Aleksander Morgado aleksander at lanedo.com
Fri Sep 6 03:21:49 PDT 2013


On 06/09/13 11:56, Enrico Mioso wrote:
> My question might be a little "stupid" - still: does OMA offer an
> adequate security?
> Ok - the solution is proprietary and so it's difficult to understand.
> In other words - is the user free to to not accept a network initiated
> DM session? If for example the user doesn't want to have a certain
> feature disabled  /  software upgraded?
> thank you all for the reply!

There are three ways to handle an OMA-DM session:

 * User requests to start it (via StartClientInitiatedSession() in the
interface).

 * Modem receives an indication that a new network request for an OMA
session arrived, and ModemManager will expose this request in the
interface (via the PendingNetworkInitiatedSessions property). Then the
user can accept or reject the request (via
AcceptNetworkInitiatedSession() in the interface).

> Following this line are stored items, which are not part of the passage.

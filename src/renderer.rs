//! Drawing seam between the timeline engine and whatever paints it.
//!
//! The engine hands a [`Renderer`] screen-space geometry once per frame;
//! pixels, fonts and icons are the renderer's business.

use crate::types::*;
use serde::{Deserialize, Serialize};

/// One on-screen event, in draw order.
#[derive(Debug, Clone, Copy)]
pub struct EventView<'a> {
    pub index: usize,
    pub event: &'a PitchEvent,
    /// Screen-space bar
    pub rect: Rect,
    /// Content-space feedback; use [`EventView::drawable_feedback`]
    pub feedback: &'a [FeedbackRegion],
    pub scroll_offset: f32,
    pub baseline_x: f32,
}

impl<'a> EventView<'a> {
    /// Feedback regions in screen space that have already reached the
    /// baseline. A region still to the right of "now" is not drawn yet.
    pub fn drawable_feedback(&self) -> impl Iterator<Item = Rect> + 'a {
        let dx = self.scroll_offset;
        let baseline = self.baseline_x;
        self.feedback
            .iter()
            .map(move |r| r.shifted_x(dx))
            .filter(move |r| r.right <= baseline)
    }
}

#[derive(Debug, Clone, PartialEq, Serialize, Deserialize)]
pub struct IndicatorView {
    pub rect: Rect,
    /// Interpolated pitch the rectangle was placed at
    pub pitch: f32,
    pub icon: String,
}

#[derive(Debug, Clone, PartialEq, Serialize, Deserialize)]
pub struct ScoreView {
    pub text: String,
    /// The text's right edge sits here
    pub right_x: f32,
    pub baseline_y: f32,
}

pub trait Renderer {
    fn draw_event(&mut self, view: &EventView<'_>);
    fn draw_baseline(&mut self, rect: Rect);
    fn draw_score(&mut self, score: &ScoreView);
    fn draw_indicator(&mut self, indicator: &IndicatorView);
}

// ─── Frame snapshot ─────────────────────────────────────────────────────────

#[derive(Debug, Clone, PartialEq, Serialize, Deserialize)]
pub struct EventSnapshot {
    pub index: usize,
    pub event: PitchEvent,
    pub rect: Rect,
    pub feedback: Vec<Rect>,
}

/// Owned copy of everything drawn in one frame. Implements [`Renderer`] so
/// it can be filled straight from the engine and shipped to another thread.
#[derive(Debug, Clone, Default, PartialEq, Serialize, Deserialize)]
pub struct FrameSnapshot {
    pub now_ms: u64,
    pub progress_ms: i64,
    pub scroll_offset: f32,
    pub viewport: Viewport,
    pub min_pitch: i32,
    pub max_pitch: i32,
    pub visible_start_index: usize,
    pub indicator_active: bool,
    pub events: Vec<EventSnapshot>,
    pub baseline: Option<Rect>,
    pub score: Option<ScoreView>,
    pub indicator: Option<IndicatorView>,
}

impl FrameSnapshot {
    /// Draw this frame again on another renderer.
    pub fn replay(&self, r: &mut dyn Renderer) {
        for e in &self.events {
            r.draw_event(&EventView {
                index: e.index,
                event: &e.event,
                rect: e.rect,
                feedback: &e.feedback,
                scroll_offset: 0.0,
                baseline_x: f32::INFINITY,
            });
        }
        if let Some(b) = self.baseline {
            r.draw_baseline(b);
        }
        if let Some(ref s) = self.score {
            r.draw_score(s);
        }
        if let Some(ref i) = self.indicator {
            r.draw_indicator(i);
        }
    }
}

impl Renderer for FrameSnapshot {
    fn draw_event(&mut self, view: &EventView<'_>) {
        self.events.push(EventSnapshot {
            index: view.index,
            event: *view.event,
            rect: view.rect,
            feedback: view.drawable_feedback().collect(),
        });
    }

    fn draw_baseline(&mut self, rect: Rect) {
        self.baseline = Some(rect);
    }

    fn draw_score(&mut self, score: &ScoreView) {
        self.score = Some(score.clone());
    }

    fn draw_indicator(&mut self, indicator: &IndicatorView) {
        self.indicator = Some(indicator.clone());
    }
}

In both these cases, the user needs to get involved. Of course the
'user' here is the application implementing access to the OMA interface,
and that application may choose not to tell anything to the real human
behind the device. These user-initiated and network-initiated sessions
are needed for successful CDMA activation in some network operators,
like Sprint, if I'm not mistaken.

 * The third case is a bit unclear: 'device-initiated' sessions,
whatever they are, seem to be managed without any user intervention; as
I couldn't find any API to manage them. But there is nothing in
ModemManager that we can do to prevent their use; the new OMA support
doesn't introduce these, they are already there. If they are used, and
for what they are used, only Qualcomm can tell, I guess.